1. The problem statement, all variables and given/known data
Decompose $\mathbb{C}^{5}$, the 5 dimensional complex Euclidean space) into invariant subspaces irreducible with respect to the group $C_{5} \cong \mathbb{Z}_{5}$ of cyclic permutations of the basis vectors $e_{1}$ through $e_{5}$.
Hint: The group is Abelian, so all the irreps are one-dimensional. Therefore, you can use the simplified form of the projection operators, with characters.
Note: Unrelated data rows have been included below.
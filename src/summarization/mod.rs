//! Abstractions over the text-in/text-out model call used by both pipeline stages.
//!
//! The pipeline only sees [`SummarizationClient`]. Two adapters ship with the crate: an
//! Ollama-backed HTTP client and [`BlockingSummarizationClient`], which wraps any synchronous
//! prompt function and runs it on tokio's blocking pool.

use crate::config::{Config, SummarizationProvider};
use async_trait::async_trait;
use reqwest::{Client, StatusCode};
use serde::Deserialize;
use serde_json::json;
use std::sync::Arc;
use std::time::Duration;
use thiserror::Error;

const DEFAULT_OLLAMA_URL: &str = "http://127.0.0.1:11434";

/// Errors surfaced by a summarization call.
#[derive(Debug, Error)]
pub enum SummarizationClientError {
    /// Provider was explicitly disabled or unreachable.
    #[error("Summarization provider unavailable: {0}")]
    ProviderUnavailable(String),
    /// Provider returned an error response.
    #[error("Failed to generate summary: {0}")]
    GenerationFailed(String),
    /// Provider response could not be parsed.
    #[error("Malformed provider response: {0}")]
    InvalidResponse(String),
    /// The call did not finish within the configured timeout.
    #[error("Summarization call timed out after {0:?}")]
    Timeout(Duration),
}

/// Interface implemented by summarization providers.
#[async_trait]
pub trait SummarizationClient: Send + Sync {
    /// Produce a response for a fully rendered prompt.
    async fn generate_summary(&self, prompt: &str) -> Result<String, SummarizationClientError>;
}

type PromptFn = dyn Fn(&str) -> Result<String, SummarizationClientError> + Send + Sync;

/// Adapter for synchronous prompt functions.
///
/// Each call is moved onto the blocking pool, so a slow function occupies a blocking thread
/// rather than a runtime worker.
#[derive(Clone)]
pub struct BlockingSummarizationClient {
    inner: Arc<PromptFn>,
}

impl BlockingSummarizationClient {
    /// Wrap a synchronous prompt function.
    pub fn new<F>(function: F) -> Self
    where
        F: Fn(&str) -> Result<String, SummarizationClientError> + Send + Sync + 'static,
    {
        Self {
            inner: Arc::new(function),
        }
    }
}

#[async_trait]
impl SummarizationClient for BlockingSummarizationClient {
    async fn generate_summary(&self, prompt: &str) -> Result<String, SummarizationClientError> {
        let function = Arc::clone(&self.inner);
        let prompt = prompt.to_string();
        tokio::task::spawn_blocking(move || function(&prompt))
            .await
            .map_err(|error| {
                SummarizationClientError::GenerationFailed(format!(
                    "prompt function did not complete: {error}"
                ))
            })?
    }
}

/// Build a summarization client based on configuration.
///
/// Returns `Ok(None)` when the provider is disabled.
pub fn build_summarization_client(
    config: &Config,
) -> Result<Option<Arc<dyn SummarizationClient>>, SummarizationClientError> {
    match config.summarization_provider {
        SummarizationProvider::None => Ok(None),
        SummarizationProvider::Ollama => {
            let model = config.summarization_model.clone().ok_or_else(|| {
                SummarizationClientError::ProviderUnavailable(
                    "no summarization model configured".into(),
                )
            })?;
            let base_url = config
                .ollama_url
                .clone()
                .unwrap_or_else(|| DEFAULT_OLLAMA_URL.to_string());
            let client = OllamaSummarizationClient::new(base_url, model)?;
            Ok(Some(Arc::new(client)))
        }
    }
}

/// HTTP client for the Ollama `/api/generate` endpoint.
pub struct OllamaSummarizationClient {
    http: Client,
    base_url: String,
    model: String,
}

impl OllamaSummarizationClient {
    /// Create a client targeting `base_url` with the given model.
    pub fn new(base_url: String, model: String) -> Result<Self, SummarizationClientError> {
        let http = Client::builder()
            .user_agent("docsum/summary")
            .build()
            .map_err(|error| {
                SummarizationClientError::ProviderUnavailable(format!(
                    "failed to construct HTTP client: {error}"
                ))
            })?;
        Ok(Self {
            http,
            base_url,
            model,
        })
    }

    fn endpoint(&self) -> String {
        format!("{}/api/generate", self.base_url.trim_end_matches('/'))
    }
}

#[derive(Debug, Deserialize)]
struct OllamaResponse {
    response: String,
    done: bool,
}

#[async_trait]
impl SummarizationClient for OllamaSummarizationClient {
    async fn generate_summary(&self, prompt: &str) -> Result<String, SummarizationClientError> {
        let payload = json!({
            "model": self.model,
            "prompt": prompt,
            "stream": false,
            "options": {
                "temperature": 0.1,
            }
        });

        let response = self
            .http
            .post(self.endpoint())
            .json(&payload)
            .send()
            .await
            .map_err(|error| {
                SummarizationClientError::ProviderUnavailable(format!(
                    "failed to reach Ollama at {}: {error}",
                    self.base_url
                ))
            })?;

        if response.status() == StatusCode::NOT_FOUND {
            return Err(SummarizationClientError::ProviderUnavailable(format!(
                "Ollama endpoint {} returned 404",
                self.endpoint()
            )));
        }

        if !response.status().is_success() {
            let status = response.status();
            let body = response.text().await.unwrap_or_default();
            return Err(SummarizationClientError::GenerationFailed(format!(
                "Ollama returned {status}: {body}"
            )));
        }

        let body: OllamaResponse = response.json().await.map_err(|error| {
            SummarizationClientError::InvalidResponse(format!(
                "failed to decode Ollama response: {error}"
            ))
        })?;

        if !body.done {
            return Err(SummarizationClientError::InvalidResponse(
                "Ollama response incomplete (streaming not supported)".into(),
            ));
        }

        Ok(body.response.trim().to_string())
    }
}

#[cfg(test)]
mod tests {
    use super::*;
    use httpmock::{Method::POST, MockServer};

    fn client_for(server: &MockServer) -> OllamaSummarizationClient {
        OllamaSummarizationClient::new(server.base_url(), "llama".into()).expect("client")
    }

    #[tokio::test]
    async fn ollama_client_handles_successful_response() {
        let server = MockServer::start_async().await;
        let client = client_for(&server);

        let mock = server
            .mock_async(|when, then| {
                when.method(POST)
                    .path("/api/generate")
                    .json_body_partial(r#"{"model": "llama", "prompt": "Summarize", "stream": false}"#);
                then.status(200).json_body(json!({
                    "response": "  Summary text\n",
                    "done": true
                }));
            })
            .await;

        let summary = client.generate_summary("Summarize").await.expect("summary");

        mock.assert_async().await;
        assert_eq!(summary, "Summary text");
    }

    #[tokio::test]
    async fn ollama_client_handles_error_status() {
        let server = MockServer::start_async().await;
        let client = client_for(&server);

        server
            .mock_async(|when, then| {
                when.method(POST).path("/api/generate");
                then.status(500).body("boom");
            })
            .await;

        let error = client
            .generate_summary("Summarize")
            .await
            .expect_err("error response");

        assert!(
            matches!(error, SummarizationClientError::GenerationFailed(ref message) if message.contains("500"))
        );
    }

    #[tokio::test]
    async fn ollama_client_rejects_incomplete_response() {
        let server = MockServer::start_async().await;
        let client = client_for(&server);

        server
            .mock_async(|when, then| {
                when.method(POST).path("/api/generate");
                then.status(200)
                    .json_body(json!({ "response": "partial", "done": false }));
            })
            .await;

        let error = client.generate_summary("Summarize").await.unwrap_err();
        assert!(matches!(error, SummarizationClientError::InvalidResponse(_)));
    }

    #[tokio::test]
    async fn ollama_client_maps_missing_endpoint_to_unavailable() {
        let server = MockServer::start_async().await;
        let client = client_for(&server);

        server
            .mock_async(|when, then| {
                when.method(POST).path("/api/generate");
                then.status(404);
            })
            .await;

        let error = client.generate_summary("Summarize").await.unwrap_err();
        assert!(matches!(error, SummarizationClientError::ProviderUnavailable(_)));
    }

    #[tokio::test]
    async fn blocking_client_runs_prompt_function() {
        let client = BlockingSummarizationClient::new(|prompt: &str| Ok(prompt.to_uppercase()));
        let summary = client.generate_summary("abc").await.expect("summary");
        assert_eq!(summary, "ABC");
    }

    #[test]
    fn disabled_provider_builds_no_client() {
        let config = Config::from_lookup(|key| {
            (key == "SUMMARIZATION_PROVIDER").then(|| "none".to_string())
        })
        .expect("config");
        assert!(build_summarization_client(&config).expect("build").is_none());
    }
}
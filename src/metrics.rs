use std::sync::atomic::{AtomicU64, Ordering};

/// Thread-safe counters describing summarization activity.
#[derive(Default)]
pub struct SummaryMetrics {
    documents_summarized: AtomicU64,
    chunks_summarized: AtomicU64,
    chunk_failures: AtomicU64,
    reduce_failures: AtomicU64,
}

impl SummaryMetrics {
    /// Create an empty metrics accumulator.
    pub fn new() -> Self {
        Self::default()
    }

    /// Record a completed document along with its chunk and chunk-failure counts.
    pub fn record_document(&self, chunk_count: u64, failed_chunks: u64) {
        self.documents_summarized.fetch_add(1, Ordering::Relaxed);
        self.chunks_summarized
            .fetch_add(chunk_count, Ordering::Relaxed);
        self.chunk_failures
            .fetch_add(failed_chunks, Ordering::Relaxed);
    }

    /// Record a failed reduce call.
    pub fn record_reduce_failure(&self) {
        self.reduce_failures.fetch_add(1, Ordering::Relaxed);
    }

    /// Return a snapshot of the current counters.
    pub fn snapshot(&self) -> MetricsSnapshot {
        MetricsSnapshot {
            documents_summarized: self.documents_summarized.load(Ordering::Relaxed),
            chunks_summarized: self.chunks_summarized.load(Ordering::Relaxed),
            chunk_failures: self.chunk_failures.load(Ordering::Relaxed),
            reduce_failures: self.reduce_failures.load(Ordering::Relaxed),
        }
    }
}

/// Immutable view of summarization counters used for reporting.
#[derive(Debug, Clone, Copy, PartialEq, Eq, serde::Serialize)]
pub struct MetricsSnapshot {
    /// Documents that produced a final summary.
    pub documents_summarized: u64,
    /// Total chunks dispatched across all summarized documents.
    pub chunks_summarized: u64,
    /// Chunks whose summary was replaced by an error placeholder.
    pub chunk_failures: u64,
    /// Reduce calls that failed and aborted their request.
    pub reduce_failures: u64,
}

#[cfg(test)]
mod tests {
    use super::*;

    #[test]
    fn records_documents_and_chunks() {
        let metrics = SummaryMetrics::new();
        metrics.record_document(2, 0);
        metrics.record_document(3, 1);
        metrics.record_reduce_failure();

        let snapshot = metrics.snapshot();
        assert_eq!(snapshot.documents_summarized, 2);
        assert_eq!(snapshot.chunks_summarized, 5);
        assert_eq!(snapshot.chunk_failures, 1);
        assert_eq!(snapshot.reduce_failures, 1);
    }

    #[test]
    fn snapshot_starts_empty() {
        let metrics = SummaryMetrics::new();
        assert_eq!(metrics.snapshot().documents_summarized, 0);
        assert_eq!(metrics.snapshot().chunks_summarized, 0);
    }
}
Further, try to do the same for $\mathbb{R}^{5}$, insisting that the basis vectors can only be combined with real coefficients. What is the difference between real and complex reps?
2. Relevant equations
This may be the right projection operator, unsure: $P^{\alpha}=\frac{d_{\alpha}}{|G|} \sum_{g} \chi^{(\alpha)}(g)*O_{g}$
3. The attempt at a solution
I am confused by the term decompose, so my attempts have been floundering. I tried to write out the character table for $\mathbb{Z}_5$ and I think I succeeded in that, but am unsure if it is needed. The hint about the projection operators served to confuse me more, although I readily understand the part about 1D irreps and Abelian. Is this asking me to construct reps (matrices) using cyclic permutations of $C_{5}$? If so, how am I supposed to use projection operators in this case to get them; This seems right however.
Any help would be wonderful.